As pointed out by @ancientmathematician, we could set $u=a-c$, and assume $|b|=|d|=1$ without loss of generality, then \begin{equation*} \begin{aligned} D = \left\| u - \frac{1}{|b \times d|^2} \left[\vphantom{\frac{b}{b}}\right.\right. & \left.\left. \left(u\cdot \left(b - (b \cdot d) \cdot d\right)\right) \cdot b \right.\right.+\\ & \left.\left. \left(u\cdot \left(d - (b \cdot d) \cdot b\right)\right) \cdot d \vphantom{\frac{b}{b}} \right] \right\| \end{aligned} \end{equation*}
and $|b \times d|^{-2}= \sin(\alpha)^{-2}$. But the occurence of the angle between $b$ and $d$ at that place is quite puzzling to me. Do I miss something obvious?

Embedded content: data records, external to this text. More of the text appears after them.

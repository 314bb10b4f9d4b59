use thiserror::Error;

/// Errors raised when validating inbound requests before they reach the pipeline.
#[derive(Debug, Error, PartialEq, Eq)]
pub enum ValidationError {
    #[error("query must not be empty")]
    EmptyQuery,

    #[error("invalid request body: {0}")]
    InvalidBody(String),
}

/// Errors from the similarity-search capability.
#[derive(Debug, Error)]
pub enum RetrievalError {
    #[error("embedding failed: {0}")]
    Embedding(String),

    #[error("vector store request failed: {0}")]
    Request(String),

    #[error("unexpected vector store response: {0}")]
    Deserialization(String),
}

/// Errors from the outbound messaging transport.
#[derive(Debug, Error)]
pub enum DeliveryError {
    #[error("delivery timed out after {0}s")]
    Timeout(u64),

    #[error("delivery request failed: {0}")]
    Request(String),

    #[error("platform rejected message (HTTP {status}): {body}")]
    Rejected { status: u16, body: String },
}

/// Errors from handing work to the background executor.
#[derive(Debug, Error)]
pub enum DispatchError {
    #[error("executor is shutting down, job '{0}' refused")]
    ShuttingDown(String),
}

/// Errors from loading or validating configuration.
#[derive(Debug, Error)]
pub enum ConfigError {
    #[error("missing secret: environment variable '{0}' is not set")]
    MissingSecret(String),

    #[error("invalid configuration: {0}")]
    Invalid(String),

    #[error("failed to serialize configuration: {0}")]
    Serialize(String),
}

Initially I thought \begin{equation*} \begin{aligned} D = \left\| u - \left[\right.\right. \left.\left. \left(u\cdot \left(b - (b \cdot d) \cdot d\right)\right) \cdot b \right.\right.+ \left.\left. \left(u\cdot \left(d - (b \cdot d) \cdot b\right)\right) \cdot d \right] \right\| \end{aligned} \end{equation*} which is wrong...

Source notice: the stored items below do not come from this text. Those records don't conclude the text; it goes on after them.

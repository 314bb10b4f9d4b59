//! BoxRetriever -- object-safe dynamic dispatch wrapper for Retriever.
//!
//! Same blanket-impl pattern as [`crate::llm::box_provider::BoxLlmProvider`].

use std::future::Future;
use std::pin::Pin;

use braite_types::chat::RetrievedChunk;
use braite_types::error::RetrievalError;

use super::retriever::Retriever;

/// Object-safe version of [`Retriever`] with boxed futures.
pub trait RetrieverDyn: Send + Sync {
    fn search_boxed<'a>(
        &'a self,
        query: &'a str,
        k: usize,
    ) -> Pin<Box<dyn Future<Output = Result<Vec<RetrievedChunk>, RetrievalError>> + Send + 'a>>;
}

impl<T: Retriever> RetrieverDyn for T {
    fn search_boxed<'a>(
        &'a self,
        query: &'a str,
        k: usize,
    ) -> Pin<Box<dyn Future<Output = Result<Vec<RetrievedChunk>, RetrievalError>> + Send + 'a>>
    {
        Box::pin(self.search(query, k))
    }
}

/// Type-erased retriever.
pub struct BoxRetriever {
    inner: Box<dyn RetrieverDyn + Send + Sync>,
}

impl BoxRetriever {
    pub fn new<T: Retriever + 'static>(retriever: T) -> Self {
        Self {
            inner: Box::new(retriever),
        }
    }

    pub async fn search(
        &self,
        query: &str,
        k: usize,
    ) -> Result<Vec<RetrievedChunk>, RetrievalError> {
        self.inner.search_boxed(query, k).await
    }
}
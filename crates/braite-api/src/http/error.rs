//! Application error type mapping to HTTP status codes.

use axum::extract::rejection::JsonRejection;
use axum::http::StatusCode;
use axum::response::{IntoResponse, Response};
use serde_json::json;

use braite_types::error::ValidationError;

/// Application-level error that maps to HTTP responses.
#[derive(Debug)]
pub enum AppError {
    /// Malformed or invalid request; never reaches the pipeline.
    Validation(String),
}

impl From<ValidationError> for AppError {
    fn from(e: ValidationError) -> Self {
        AppError::Validation(e.to_string())
    }
}

impl From<JsonRejection> for AppError {
    fn from(rejection: JsonRejection) -> Self {
        AppError::Validation(ValidationError::InvalidBody(rejection.body_text()).to_string())
    }
}

impl IntoResponse for AppError {
    fn into_response(self) -> Response {
        let (status, code, message) = match self {
            AppError::Validation(msg) => (StatusCode::BAD_REQUEST, "VALIDATION_ERROR", msg),
        };

        let body = json!({
            "errors": [{
                "code": code,
                "message": message,
            }]
        });

        (
            status,
            [(axum::http::header::CONTENT_TYPE, "application/json")],
            body.to_string(),
        )
            .into_response()
    }
}
//! `braite config`: show the effective configuration.

use anyhow::Result;

use braite_infra::config::render_config;
use braite_types::config::AppConfig;

/// Print `config` as TOML. Secrets are never part of the output.
pub fn show_config(config: &AppConfig) -> Result<()> {
    print!("{}", render_config(config)?);
    Ok(())
}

Without loss of generality, let $\ c=0,\ $ but we do not let $\ |b|=|d|=1\ $ because we would lose the valuable homogeneous property. We recall the standard scalar Triple product identity:
$$ \Delta := (a \cdot (b \times d))^2 = \begin{vmatrix} a\cdot a & a \cdot b & a\cdot d \\ b \cdot a & b\cdot b & b\cdot d \\ d \cdot a & d\cdot b & d\cdot d \end{vmatrix}. \tag{1} $$
$$ \textrm{Let }\quad b_v := \frac{b}{|b|} \!-\! \frac{b\cdot d}{|b|\,|d|} \frac{d}{|d|}, \quad d_v := \frac{d}{|d|} \!-\! \frac{b\cdot d}{|b|\,|d|} \frac{b}{|b|}, \quad \textrm{ and} \tag{2} $$ $$ a_v := a\ |b\times d|^2 - |b|^2|d|^2 \Big( a\cdot b_v\frac{b}{|b|} + a\cdot d_v\frac{d}{|d|}\Big), \quad D := a_v/|b\times d|^2. \tag{3} $$ A bit of simplification of equation $(2)$ gives us $$ |b|\ |d|^2\ b_v = b\ |d|^2 - d\ (b\cdot d), \quad |b|^2\ |d|\ d_v = d\ |b|^2 - b\ (b\cdot d). \tag{4} $$
Substituting equation $(3)$ in equation $(4)$ gives us
$$ a_v = (a_0)a + (b_0)b + (d_0)d \quad \textrm{ with } \tag{5} $$
$$ a_0 :=|b\!\times\!d|^2,\quad b_0 := -a\!\cdot\!\big(b\ |d|^2 \!-\! d\ (b\!\cdot\! d)\big),\quad d_0 := -a\!\cdot\!\big(d\ |b|^2 \!-\! b\ (b\!\cdot\! d)\big). \tag{6} $$
Taking the dot product of equation $(5)$ we get
$$ a_v\!\cdot\!a_v = (a\!\cdot\!a)a_0^2 \!+\! (b\!\cdot\!b)b_0^2 \!+\! (d\!\cdot\!d)d_0^2 \!+\! 2(a\!\cdot\!b)a_0b_0 \!+\! 2(a\!\cdot\!d)a_0d_0 \!+\! 2(b\!\cdot\!d)b_0d_0. \tag{7}$$
Using $\ |b\!\times\!d|^2 = |b|^2|d|^2\!-\!(b\!\cdot\!d)^2,\ $ and equations $(1)$ and $(6)$ and factoring equation $(7)$ we get
$$ |a_v|^2 = a_v\cdot a_v = |b\times d|^2 \Delta = |b\times d|^2 |a\cdot (b\times d)|^2 \tag{8}$$
Solving for $\ |a_v|\ $ and using equation $(3)$ we get
$$ |a_v| = |b\times d|\ |a\cdot b\times d|,\quad |D| = |a\cdot b\times d|/|b\times d| \tag{9} $$ which is what we wanted to prove.